Pour réussir une manœuvre, il faut à la fois s’y exercer en pratique et acquérir une expérience suffisante pour la réaliser sans difficultés, mais encore l’étudier en théorie afin d’en comprendre l’intérêt, l’utilité, la raison d’être (pourquoi faisons-nous telle ou telle opération dans le rituel ? Quel objectif cela sert-il ?)
Sur l’extrait en exergue, on peut remarquer que :
cette réplique du Vénérable-Maitre est sa première annonce.
le Vénérable-Maitre n’a encore presque pas pris la parole.
il n’a fait que questionner les surveillants
Pour vérifier que tout est dans l’Ordre
et pour verrouiller cette disposition générale pendant toute la durée de cette exploration spirituelle qu’est l’assemblée solennelle de la loge.
Nous venons de parler d’exploration. Plus la cérémonie d’ouverture est activement exécutée, plus l’exploration qui va suivre sera riche. Ainsi, il convient non pas seulement de réciter bêtement le texte que nous avons sous les yeux, si nous voulons donner vie à ce voyage initiatique qu’est la tenue, mais bien de mettre en œuvre (de manœuvrer), d’opérer, d’agir et de conduire ensemble ces cérémonies qui sont nos protocoles opératoires, notre visite “pré-vol” que tout pilote aérien sait être incontournable avant de prendre son envol et partir en voyage.
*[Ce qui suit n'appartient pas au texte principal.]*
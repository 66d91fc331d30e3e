//! Reading and writing the JSON:API members of typed resources.
use std::collections::BTreeSet;

use crate::utils::{is_blank, non_blank};
use crate::{
	AnyHandle, Cardinality, Error, Linkage, Mismatch, Relation, Relationships, Resource,
	ResourceIdentifier, ResourceObject, ToManyMember, ToOneMember,
};

/// Type name of `resource`: its type member if set, its declared type
/// otherwise.
pub fn resource_type(resource: &dyn Resource) -> Result<&str, Error> {
	non_blank(resource.type_member())
		.or(resource.class_type())
		.filter(|t| !is_blank(t))
		.ok_or_else(|| Error::MissingType {
			owner: resource.rust_type().to_string(),
		})
}

pub fn identifier(resource: &dyn Resource) -> Result<ResourceIdentifier, Error> {
	ResourceIdentifier::new(
		resource_type(resource)?,
		resource.id_member().map(str::to_string),
		resource.lid_member().map(str::to_string),
	)
}

/// Reads the resource object of `resource`.
///
/// Relationships come from the relationship members merged with the bulk
/// relationships member, the latter winning on name collisions. Handles
/// found in relationship members are read to compute their identifiers.
pub fn read(resource: &dyn Resource) -> Result<ResourceObject, Error> {
	let identifier = identifier(resource)?;
	let mut relationships = members_relationships(resource)?;

	if let Some(bulk) = resource.relationships_member() {
		relationships.extend(bulk.iter().map(|(name, relation)| (name.clone(), relation.clone())));
	}

	let object = ResourceObject::new(
		identifier.resource_type(),
		identifier.id().map(str::to_string),
		identifier.lid().map(str::to_string),
	)?;

	Ok(object
		.with_relationships(if relationships.is_empty() {
			None
		} else {
			Some(relationships)
		})
		.with_links(resource.links_member().cloned())
		.with_meta(resource.meta_member().cloned()))
}

fn members_relationships(resource: &dyn Resource) -> Result<Relationships, Error> {
	let mut names = BTreeSet::new();
	let mut relationships = Relationships::new();

	for (index, field) in resource.relationship_fields().iter().enumerate() {
		if !names.insert(field.name) {
			return Err(Error::DuplicateRelationship {
				owner: resource.rust_type(),
				name: field.name,
			});
		}

		if let Some(relation) = relation_of(resource.linkage(index))? {
			relationships.insert(field.name.to_string(), relation);
		}
	}

	Ok(relationships)
}

/// Relation referring to the resources of `linkage`.
///
/// An empty to-many linkage has no relation.
pub fn relation_of(linkage: Linkage) -> Result<Option<Relation>, Error> {
	match linkage {
		Linkage::Empty => Ok(None),
		Linkage::Many(handles) if handles.is_empty() => Ok(None),
		Linkage::One(handle) => Ok(Some(Relation::to_one(Some(handle.identifier()?)))),
		Linkage::Many(handles) => Ok(Some(Relation::to_many(
			handles
				.iter()
				.map(AnyHandle::identifier)
				.collect::<Result<_, _>>()?,
		))),
	}
}

/// Writes the members of `object` into `resource`.
///
/// The type is always written. Other members are only written when present
/// in `object`, so defaults of `resource` survive.
pub fn write(resource: &mut dyn Resource, object: ResourceObject) {
	let parts = object.into_parts();
	resource.set_type_member(parts.resource_type);

	if let Some(id) = parts.id {
		resource.set_id_member(id)
	}

	if let Some(lid) = parts.lid {
		resource.set_lid_member(lid)
	}

	if let Some(relationships) = parts.relationships {
		resource.set_relationships_member(Some(relationships))
	}

	if let Some(links) = parts.links {
		resource.set_links_member(links)
	}

	if let Some(meta) = parts.meta {
		resource.set_meta_member(meta)
	}
}

/// Assigns `linkage` to a to-one relationship member.
pub fn assign_one<S: ToOneMember>(slot: &mut S, linkage: Linkage) -> Result<(), Mismatch> {
	match linkage {
		Linkage::Empty => Ok(()),
		Linkage::One(handle) => slot.assign(handle).map_err(|found| Mismatch::Type {
			expected: S::element_type(),
			found: found.rust_type(),
		}),
		Linkage::Many(_) => Err(Mismatch::Cardinality {
			expected: Cardinality::ToOne,
			found: Cardinality::ToMany,
		}),
	}
}

/// Assigns `linkage` to a to-many relationship member.
///
/// Nothing is assigned unless every handle fits the member.
pub fn assign_many<S: ToManyMember>(slot: &mut S, linkage: Linkage) -> Result<(), Mismatch> {
	match linkage {
		Linkage::Empty => Ok(()),
		Linkage::Many(handles) => slot.assign(handles).map_err(|found| Mismatch::Type {
			expected: S::element_type(),
			found: found.rust_type(),
		}),
		Linkage::One(_) => Err(Mismatch::Cardinality {
			expected: Cardinality::ToMany,
			found: Cardinality::ToOne,
		}),
	}
}

#[cfg(test)]
mod tests {
	use super::*;
	use crate::{Handle, Links, Meta, RelationshipField};

	#[derive(Default)]
	struct Note {
		id: Option<String>,
		relationships: Option<Relationships>,
		meta: Option<Meta>,
		subject: Option<Handle<ResourceObject>>,
		tags: Vec<Handle<ResourceObject>>,
	}

	const NOTE_FIELDS: &[RelationshipField] = &[
		RelationshipField {
			name: "subject",
			member: "subject",
			cardinality: Cardinality::ToOne,
		},
		RelationshipField {
			name: "tags",
			member: "tags",
			cardinality: Cardinality::ToMany,
		},
	];

	impl Resource for Note {
		fn declared_type() -> Option<&'static str> {
			Some("notes")
		}

		fn class_type(&self) -> Option<&'static str> {
			Some("notes")
		}

		fn id_member(&self) -> Option<&str> {
			self.id.as_deref()
		}

		fn set_id_member(&mut self, value: String) {
			self.id = Some(value)
		}

		fn relationships_member(&self) -> Option<&Relationships> {
			self.relationships.as_ref()
		}

		fn set_relationships_member(&mut self, value: Option<Relationships>) {
			self.relationships = value
		}

		fn meta_member(&self) -> Option<&Meta> {
			self.meta.as_ref()
		}

		fn set_meta_member(&mut self, value: Meta) {
			self.meta = Some(value)
		}

		fn relationship_fields(&self) -> &'static [RelationshipField] {
			NOTE_FIELDS
		}

		fn linkage(&self, index: usize) -> Linkage {
			match index {
				0 => Linkage::from_one(ToOneMember::linkage(&self.subject)),
				1 => Linkage::from_many(ToManyMember::linkage(&self.tags)),
				_ => Linkage::Empty,
			}
		}

		fn assign_linkage(&mut self, index: usize, linkage: Linkage) -> Result<(), Mismatch> {
			match index {
				0 => assign_one(&mut self.subject, linkage),
				1 => assign_many(&mut self.tags, linkage),
				_ => Ok(()),
			}
		}
	}

	struct Ambiguous;

	impl Resource for Ambiguous {
		fn declared_type() -> Option<&'static str> {
			Some("ambiguous")
		}

		fn class_type(&self) -> Option<&'static str> {
			Some("ambiguous")
		}

		fn id_member(&self) -> Option<&str> {
			Some("1")
		}

		fn relationship_fields(&self) -> &'static [RelationshipField] {
			const FIELDS: &[RelationshipField] = &[
				RelationshipField {
					name: "owner",
					member: "a",
					cardinality: Cardinality::ToOne,
				},
				RelationshipField {
					name: "owner",
					member: "b",
					cardinality: Cardinality::ToOne,
				},
			];
			FIELDS
		}
	}

	fn thing(id: &str) -> Handle<ResourceObject> {
		Handle::new(ResourceObject::new("things", Some(id.to_string()), None).unwrap())
	}

	fn thing_id(id: &str) -> ResourceIdentifier {
		ResourceIdentifier::from_id("things", id).unwrap()
	}

	#[test]
	fn type_falls_back_to_the_declared_type() {
		let note = Note {
			id: Some("1".into()),
			..Default::default()
		};

		assert_eq!(identifier(&note).unwrap(), ResourceIdentifier::from_id("notes", "1").unwrap());
		assert!(matches!(
			identifier(&Note::default()),
			Err(Error::MissingIdentifier { .. })
		));
	}

	#[test]
	fn reads_relationship_members() {
		let note = Note {
			id: Some("1".into()),
			subject: Some(thing("7")),
			tags: vec![thing("1"), thing("2")],
			meta: Some(Meta::new().with("pinned", true)),
			..Default::default()
		};

		let object = read(&note).unwrap();
		let relationships = object.relationships().unwrap();

		assert_eq!(relationships["subject"], Relation::to_one(Some(thing_id("7"))));
		assert_eq!(
			relationships["tags"],
			Relation::to_many(vec![thing_id("1"), thing_id("2")])
		);
		assert_eq!(object.meta().and_then(|m| m.boolean("pinned")), Some(true));
		assert!(object.links().is_none());
	}

	#[test]
	fn bulk_relationships_win_over_members() {
		let mut bulk = Relationships::new();
		bulk.insert("subject".into(), Relation::to_one(None));

		let note = Note {
			id: Some("1".into()),
			subject: Some(thing("7")),
			relationships: Some(bulk),
			..Default::default()
		};

		let object = read(&note).unwrap();
		assert_eq!(object.relationships().unwrap()["subject"], Relation::to_one(None));
	}

	#[test]
	fn duplicate_relationship_names_are_rejected() {
		assert!(matches!(
			read(&Ambiguous),
			Err(Error::DuplicateRelationship { name: "owner", .. })
		));
	}

	#[test]
	fn write_preserves_defaults_for_absent_members() {
		let mut note = Note {
			meta: Some(Meta::new().with("kept", 1)),
			..Default::default()
		};

		let object = ResourceObject::new("notes", Some("5".into()), None)
			.unwrap()
			.with_links(Some(Links::new().with("self", "/notes/5")));
		write(&mut note, object);

		assert_eq!(note.id.as_deref(), Some("5"));
		assert_eq!(note.meta.as_ref().and_then(|m| m.integer("kept")), Some(1));
	}

	#[test]
	fn assignment_checks_types_and_cardinality() {
		let mut note = Note::default();
		let other = AnyHandle::new(Note {
			id: Some("2".into()),
			..Default::default()
		});

		assert_eq!(
			note.assign_linkage(0, Linkage::One(other.clone())),
			Err(Mismatch::Type {
				expected: "ResourceObject",
				found: "Note"
			})
		);
		assert_eq!(
			note.assign_linkage(0, Linkage::Many(Vec::new())),
			Err(Mismatch::Cardinality {
				expected: Cardinality::ToOne,
				found: Cardinality::ToMany
			})
		);
		assert!(matches!(
			note.assign_linkage(1, Linkage::Many(vec![thing("1").to_any(), other])),
			Err(Mismatch::Type { .. })
		));
		assert!(note.tags.is_empty());
	}
}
Car c’est bien à cela que nous prépare la cérémonie d’ouverture : un voyage, voire une expédition dans les profondeurs de la connaissance. C’est précisément ce sens qu’il faut comprendre par le fait « d’entrer dans les voies qui nous sont ouvertes ».
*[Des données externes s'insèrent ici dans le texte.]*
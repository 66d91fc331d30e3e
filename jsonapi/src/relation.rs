use std::collections::BTreeMap;
use std::fmt;

use serde::{de, Deserialize, Deserializer, Serialize, Serializer};
use serde_json::Value;

use crate::{Links, Meta, ResourceIdentifier};

/// Relationships of a resource object, by relationship name.
pub type Relationships = BTreeMap<String, Relation>;

/// Number of resources a relationship refers to.
#[derive(Debug, Clone, Copy, PartialEq, Eq, Hash)]
pub enum Cardinality {
	ToOne,
	ToMany,
}

impl fmt::Display for Cardinality {
	fn fmt(&self, f: &mut fmt::Formatter) -> fmt::Result {
		match self {
			Self::ToOne => write!(f, "to-one"),
			Self::ToMany => write!(f, "to-many"),
		}
	}
}

/// Relationship object: resource linkage by identifier.
#[derive(Debug, Clone, PartialEq)]
pub enum Relation {
	/// `data` is `None` for an empty (`null`) relationship.
	ToOne {
		data: Option<ResourceIdentifier>,
		links: Option<Links>,
		meta: Option<Meta>,
	},
	ToMany {
		data: Vec<ResourceIdentifier>,
		links: Option<Links>,
		meta: Option<Meta>,
	},
}

impl Relation {
	pub fn to_one(data: Option<ResourceIdentifier>) -> Self {
		Self::ToOne {
			data,
			links: None,
			meta: None,
		}
	}

	pub fn to_many(data: Vec<ResourceIdentifier>) -> Self {
		Self::ToMany {
			data,
			links: None,
			meta: None,
		}
	}

	pub fn cardinality(&self) -> Cardinality {
		match self {
			Self::ToOne { .. } => Cardinality::ToOne,
			Self::ToMany { .. } => Cardinality::ToMany,
		}
	}

	pub fn identifiers(&self) -> &[ResourceIdentifier] {
		match self {
			Self::ToOne { data: Some(id), .. } => std::slice::from_ref(id),
			Self::ToOne { data: None, .. } => &[],
			Self::ToMany { data, .. } => data,
		}
	}

	pub fn links(&self) -> Option<&Links> {
		match self {
			Self::ToOne { links, .. } | Self::ToMany { links, .. } => links.as_ref(),
		}
	}

	pub fn meta(&self) -> Option<&Meta> {
		match self {
			Self::ToOne { meta, .. } | Self::ToMany { meta, .. } => meta.as_ref(),
		}
	}

	pub fn with_links(mut self, value: Links) -> Self {
		match &mut self {
			Self::ToOne { links, .. } | Self::ToMany { links, .. } => *links = Some(value),
		}
		self
	}

	pub fn with_meta(mut self, value: Meta) -> Self {
		match &mut self {
			Self::ToOne { meta, .. } | Self::ToMany { meta, .. } => *meta = Some(value),
		}
		self
	}
}

#[derive(Serialize)]
#[serde(untagged)]
enum DataRef<'a> {
	One(Option<&'a ResourceIdentifier>),
	Many(&'a [ResourceIdentifier]),
}

#[derive(Serialize)]
struct RelationRef<'a> {
	data: DataRef<'a>,

	#[serde(skip_serializing_if = "Option::is_none")]
	links: Option<&'a Links>,

	#[serde(skip_serializing_if = "Option::is_none")]
	meta: Option<&'a Meta>,
}

impl Serialize for Relation {
	fn serialize<S: Serializer>(&self, serializer: S) -> Result<S::Ok, S::Error> {
		let data = match self {
			Self::ToOne { data, .. } => DataRef::One(data.as_ref()),
			Self::ToMany { data, .. } => DataRef::Many(data),
		};

		RelationRef {
			data,
			links: self.links(),
			meta: self.meta(),
		}
		.serialize(serializer)
	}
}

#[derive(Deserialize)]
struct RawRelation {
	#[serde(default)]
	data: Option<Value>,

	#[serde(default)]
	links: Option<Links>,

	#[serde(default)]
	meta: Option<Meta>,
}

impl<'de> Deserialize<'de> for Relation {
	fn deserialize<D: Deserializer<'de>>(deserializer: D) -> Result<Self, D::Error> {
		let raw = RawRelation::deserialize(deserializer)?;

		match raw.data {
			Some(Value::Array(items)) => {
				let data: Vec<ResourceIdentifier> = items
					.into_iter()
					.map(ResourceIdentifier::deserialize)
					.collect::<Result<_, _>>()
					.map_err(de::Error::custom)?;

				Ok(Self::ToMany {
					data,
					links: raw.links,
					meta: raw.meta,
				})
			}
			Some(Value::Null) | None => Ok(Self::ToOne {
				data: None,
				links: raw.links,
				meta: raw.meta,
			}),
			Some(value) => Ok(Self::ToOne {
				data: Some(ResourceIdentifier::deserialize(value).map_err(de::Error::custom)?),
				links: raw.links,
				meta: raw.meta,
			}),
		}
	}
}

#[cfg(test)]
mod tests {
	use serde_json::json;

	use super::*;

	fn person(id: &str) -> ResourceIdentifier {
		ResourceIdentifier::from_id("people", id).unwrap()
	}

	#[test]
	fn array_data_is_to_many() {
		let relation: Relation = serde_json::from_value(json!({
			"data": [{ "type": "people", "id": "1" }, { "type": "people", "id": "2" }]
		}))
		.unwrap();

		assert_eq!(relation, Relation::to_many(vec![person("1"), person("2")]));
		assert_eq!(relation.cardinality(), Cardinality::ToMany);
	}

	#[test]
	fn object_null_or_missing_data_is_to_one() {
		let one: Relation =
			serde_json::from_value(json!({ "data": { "type": "people", "id": "1" } })).unwrap();
		let null: Relation = serde_json::from_value(json!({ "data": null })).unwrap();
		let missing: Relation =
			serde_json::from_value(json!({ "links": { "related": "/a/author" } })).unwrap();

		assert_eq!(one, Relation::to_one(Some(person("1"))));
		assert_eq!(null, Relation::to_one(None));
		assert!(missing.identifiers().is_empty());
		assert!(missing.links().and_then(Links::related).is_some());
	}

	#[test]
	fn invalid_linkage_is_rejected() {
		assert!(serde_json::from_value::<Relation>(json!({ "data": { "type": "people" } })).is_err());
		assert!(serde_json::from_value::<Relation>(json!({ "data": [{ "id": "1" }] })).is_err());
	}

	#[test]
	fn writes_null_linkage_explicitly() {
		assert_eq!(
			serde_json::to_value(Relation::to_one(None)).unwrap(),
			json!({ "data": null })
		);
		assert_eq!(
			serde_json::to_value(Relation::to_many(vec![person("3")]).with_meta(Meta::new().with("n", 1)))
				.unwrap(),
			json!({ "data": [{ "type": "people", "id": "3" }], "meta": { "n": 1 } })
		)
	}
}
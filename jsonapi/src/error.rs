use crate::{Cardinality, Errors};

/// Broad classification of an [`Error`].
#[derive(Debug, Clone, Copy, PartialEq, Eq)]
pub enum ErrorKind {
	/// Schema or registration defect: missing type names, unregistered
	/// kinds, ambiguous relationship members.
	Configuration,

	/// A related resource cannot be stored in the member declared for it.
	Binding,

	/// The document carries a top-level `errors` member, or no data where
	/// data was required.
	Content,

	/// The input is not valid JSON or not a valid JSON:API document.
	Format,
}

#[derive(Debug, thiserror::Error)]
pub enum Error {
	#[error(transparent)]
	Json(#[from] serde_json::Error),

	#[error("invalid document: {0}")]
	Format(String),

	#[error("a resource MUST contain a non-empty type but `{owner}` has none")]
	MissingType { owner: String },

	#[error("a resource MUST contain an `id` or `lid` but both are blank for type `{resource_type}`")]
	MissingIdentifier { resource_type: String },

	#[error("an error object MUST contain at least one member")]
	EmptyErrorObject,

	#[error("`{rust_type}` does not declare a resource type name")]
	UndeclaredType { rust_type: &'static str },

	#[error("`{rust_type}` declares a blank resource type name")]
	BlankTypeName { rust_type: &'static str },

	#[error("type name `{name}` of `{rust_type}` is already registered for `{registered}`")]
	DuplicateTypeName {
		name: &'static str,
		rust_type: &'static str,
		registered: &'static str,
	},

	#[error("`{owner}` binds relationship `{name}` to more than one member")]
	DuplicateRelationship { owner: &'static str, name: &'static str },

	#[error("`{shape}` is not a registered resource kind")]
	NotResourceKind { shape: String },

	#[error("no codec can handle `{shape}`")]
	NoCodec { shape: String },

	#[error("resource type `{type_name}` is not registered")]
	UnregisteredType { type_name: String },

	#[error("resources of `{rust_type}` are not registered")]
	UnregisteredResource { rust_type: &'static str },

	#[error("expected resource type `{expected}` but found `{found}`")]
	TypeMismatch { expected: String, found: String },

	#[error("cannot bind {found} relationship `{name}` to the {expected} member `{owner}::{member}`")]
	Cardinality {
		owner: &'static str,
		member: &'static str,
		name: &'static str,
		expected: Cardinality,
		found: Cardinality,
	},

	#[error("cannot bind relationship `{name}` to `{owner}::{member}`: expected `{expected}` but found `{found}`")]
	Binding {
		owner: &'static str,
		member: &'static str,
		name: &'static str,
		expected: &'static str,
		found: &'static str,
	},

	#[error("document contains errors: {0}")]
	Errors(Errors),

	#[error("document has no primary data")]
	MissingData,
}

impl Error {
	pub fn kind(&self) -> ErrorKind {
		match self {
			Self::Json(_) | Self::Format(_) | Self::EmptyErrorObject => ErrorKind::Format,
			Self::Binding { .. } => ErrorKind::Binding,
			Self::Errors(_) | Self::MissingData => ErrorKind::Content,
			Self::MissingType { .. }
			| Self::MissingIdentifier { .. }
			| Self::UndeclaredType { .. }
			| Self::BlankTypeName { .. }
			| Self::DuplicateTypeName { .. }
			| Self::DuplicateRelationship { .. }
			| Self::NotResourceKind { .. }
			| Self::NoCodec { .. }
			| Self::UnregisteredType { .. }
			| Self::UnregisteredResource { .. }
			| Self::TypeMismatch { .. }
			| Self::Cardinality { .. } => ErrorKind::Configuration,
		}
	}

	/// Error objects carried by an error document, if this is one.
	pub fn errors(&self) -> Option<&Errors> {
		match self {
			Self::Errors(errors) => Some(errors),
			_ => None,
		}
	}
}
2) L’expédition en Haute-Connaissance n’est ouverte que lorsque « tout est dans l’Ordre » …
Compte tenu de l’extrême difficulté du sujet (la Haute-Connaissance étant, de tous les objets que l’homme a hérités de l’Éternel, le plus inaccessible) il convient de donner à tous les hommes de vrai désir qui se trouvent ici, la plus exacte et parfaite préparation, afin qu’ils puissent profiter pleinement des trésors que promet cette expédition extraordinaire !
Préparation sans laquelle les tenues ne seraient que de fausses assemblées dans lesquelles rien ne serait « dans l’Ordre » et où le profane (le désordre, la prévarication, le vice … en un mot le peccatum : le péché ») n’ayant absolument pas été écarté de l’enceinte sacrée de ce temple, règnerait abominablement en maitre dans les loges… D’où l’importance de la première partie de cet avis : « puisque les profanes sont écartés et que tout est dans l’Ordre »... Cette première partie récapitule (re-capitula : ramener en tête) ce qui vient d’être réalisé activement par les surveillants et, les soutenant bien évidement en esprit, l’intégralité des frères de la loge.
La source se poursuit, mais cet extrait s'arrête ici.